Tuesday, November 6th 2018
AMD Unveils World's First 7 nm GPUs - Radeon Instinct MI60, Instinct MI50
AMD today announced the AMD Radeon Instinct MI60 and MI50 accelerators, the world's first 7nm datacenter GPUs, designed to deliver the compute performance required for next-generation deep learning, HPC, cloud computing and rendering applications. Researchers, scientists and developers will use AMD Radeon Instinct accelerators to solve tough and interesting challenges, including large-scale simulations, climate change, computational biology, disease prevention and more.
"Legacy GPU architectures limit IT managers from effectively addressing the constantly evolving demands of processing and analyzing huge datasets for modern cloud datacenter workloads," said David Wang, senior vice president of engineering, Radeon Technologies Group at AMD. "Combining world-class performance and a flexible architecture with a robust software platform and the industry's leading-edge ROCm open software ecosystem, the new AMD Radeon Instinct accelerators provide the critical components needed to solve the most difficult cloud computing challenges today and into the future."The AMD Radeon Instinct MI60 and MI50 accelerators feature flexible mixed-precision capabilities, powered by high-performance compute units that expand the types of workloads these accelerators can address, including a range of HPC and deep learning applications.
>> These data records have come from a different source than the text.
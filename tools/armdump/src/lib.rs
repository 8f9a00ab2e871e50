//! arm-dump — static ELF32 → ARM assembly listing.

pub mod elf;
pub mod listing;
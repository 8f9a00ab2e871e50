//! ARM disassembler.
//!
//! Decodes 32-bit A32 instruction words into assembly text. The
//! decoder does no I/O of its own: every word it reads and every
//! character it prints goes through a [`DisasmInterface`] supplied by
//! the caller, so the same engine serves a debugger reading live
//! memory, a static ELF dump, or a C host through the [`ffi`] table.

pub mod arm;
pub mod error;
pub mod ffi;
pub mod interface;
pub mod symbols;

pub use arm::{
    disasm, disassemble, disassemble_range, print_insn_arm, INSN_SIZE,
};
pub use error::DisasError;
pub use interface::{DisasmInterface, HostInterface, ImageInterface};
pub use symbols::SymbolMap;
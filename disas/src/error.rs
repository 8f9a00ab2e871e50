//! Disassembly error types.

use thiserror::Error;

/// Error raised while fetching instruction words for the decoder.
///
/// The decoder itself never fails: any word it does not recognise is
/// rendered as `und`. Errors only come from the memory side of an
/// interface, e.g. a read outside the image being disassembled.
#[derive(Error, Debug, Clone, PartialEq, Eq)]
pub enum DisasError {
    /// Not enough bytes to hold a full instruction word.
    #[error("truncated instruction at {address:#010x}: need {needed} bytes, have {available}")]
    Truncated {
        address: u32,
        needed: usize,
        available: usize,
    },

    /// Word read outside the backing image.
    #[error("address {address:#010x} is outside the image")]
    OutOfBounds { address: u32 },

    /// Word read from an address that is not 4-byte aligned.
    #[error("unaligned instruction address {address:#010x}")]
    Unaligned { address: u32 },
}

impl DisasError {
    pub fn truncated(address: u32, needed: usize, available: usize) -> Self {
        Self::Truncated {
            address,
            needed,
            available,
        }
    }
}
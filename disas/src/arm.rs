//! ARM disassembler — A32, ARMv5TE.
//!
//! Table driven: each opcode entry carries a mask, a match pattern,
//! the mnemonic and a small format string. The format string is
//! interpreted one letter at a time; upper-case letters are mnemonic
//! modifiers glued onto the previous text, everything else is an
//! operand and gets a tab (first) or `", "` separator. Besides the
//! integer core this covers the FPA coprocessor, generic coprocessor
//! transfers and a handful of v6/v7 extend and bitfield forms.

use tracing::{debug, trace};

use crate::error::DisasError;
use crate::interface::{DisasmInterface, HostInterface, ImageInterface};

/// Size of one A32 instruction in bytes.
pub const INSN_SIZE: u32 = 4;

// -- Name tables --

const COND: [&str; 16] = [
    "eq", "ne", "cs", "cc", "mi", "pl", "vs", "vc", "hi", "ls", "ge", "lt",
    "gt", "le", "", "nv",
];

const REG: [&str; 16] = [
    "r0", "r1", "r2", "r3", "r4", "r5", "r6", "r7", "r8", "r9", "r10", "r11",
    "r12", "sp", "lr", "pc",
];

const SHIFT: [&str; 4] = ["lsl", "lsr", "asr", "ror"];

/// Indexed by P:U.
const BLOCK_TRANSFER: [&str; 4] = ["da", "ia", "db", "ib"];

/// Indexed by L:P:U, for ldm/stm with an sp base.
const STACK_TRANSFER: [&str; 8] =
    ["ed", "ea", "fd", "fa", "fa", "fd", "ea", "ed"];

const FPA_CONST: [&str; 8] =
    ["0.0", "1.0", "2.0", "3.0", "4.0", "5.0", "0.5", "10.0"];

const FPA_PREC: [&str; 4] = ["s", "d", "e", "p"];

const FPA_ROUND: [&str; 4] = ["", "p", "m", "z"];

fn reg(r: u32) -> &'static str {
    REG[(r & 0xf) as usize]
}

// ================================================================
// Opcode table
// ================================================================

/// One opcode table entry.
#[derive(Debug)]
pub struct OpcodeDef {
    pub mask: u32,
    pub pattern: u32,
    pub name: &'static str,
    pub format: &'static str,
}

const fn op(
    mask: u32,
    pattern: u32,
    name: &'static str,
    format: &'static str,
) -> OpcodeDef {
    OpcodeDef {
        mask,
        pattern,
        name,
        format,
    }
}

impl OpcodeDef {
    /// Entries in the `cond == 0b1111` space take no condition suffix.
    fn unconditional(&self) -> bool {
        self.pattern >> 28 == 0xf
    }

    fn is_undefined(&self) -> bool {
        self.name == "und"
    }
}

static UNDEFINED: OpcodeDef = op(0, 0, "und", "x");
The new AMD Radeon Instinct MI60 and MI50 accelerators were designed to efficiently process workloads such as rapidly training complex neural networks, delivering higher levels of floating-point performance, greater efficiencies and new features for datacenter and departmental deployments.
The AMD Radeon Instinct MI60 and MI50 accelerators provide ultra-fast floating-point performance and hyper-fast HBM2 (second-generation High-Bandwidth Memory) with up to 1 TB/s memory bandwidth speeds. They are also the first GPUs capable of supporting next-generation PCIe 4.02 interconnect, which is up to 2X faster than other x86 CPU-to-GPU interconnect technologies, and feature AMD Infinity Fabric Link GPU interconnect technology that enables GPU-to-GPU communications that are up to 6X faster than PCIe Gen 3 interconnect speeds.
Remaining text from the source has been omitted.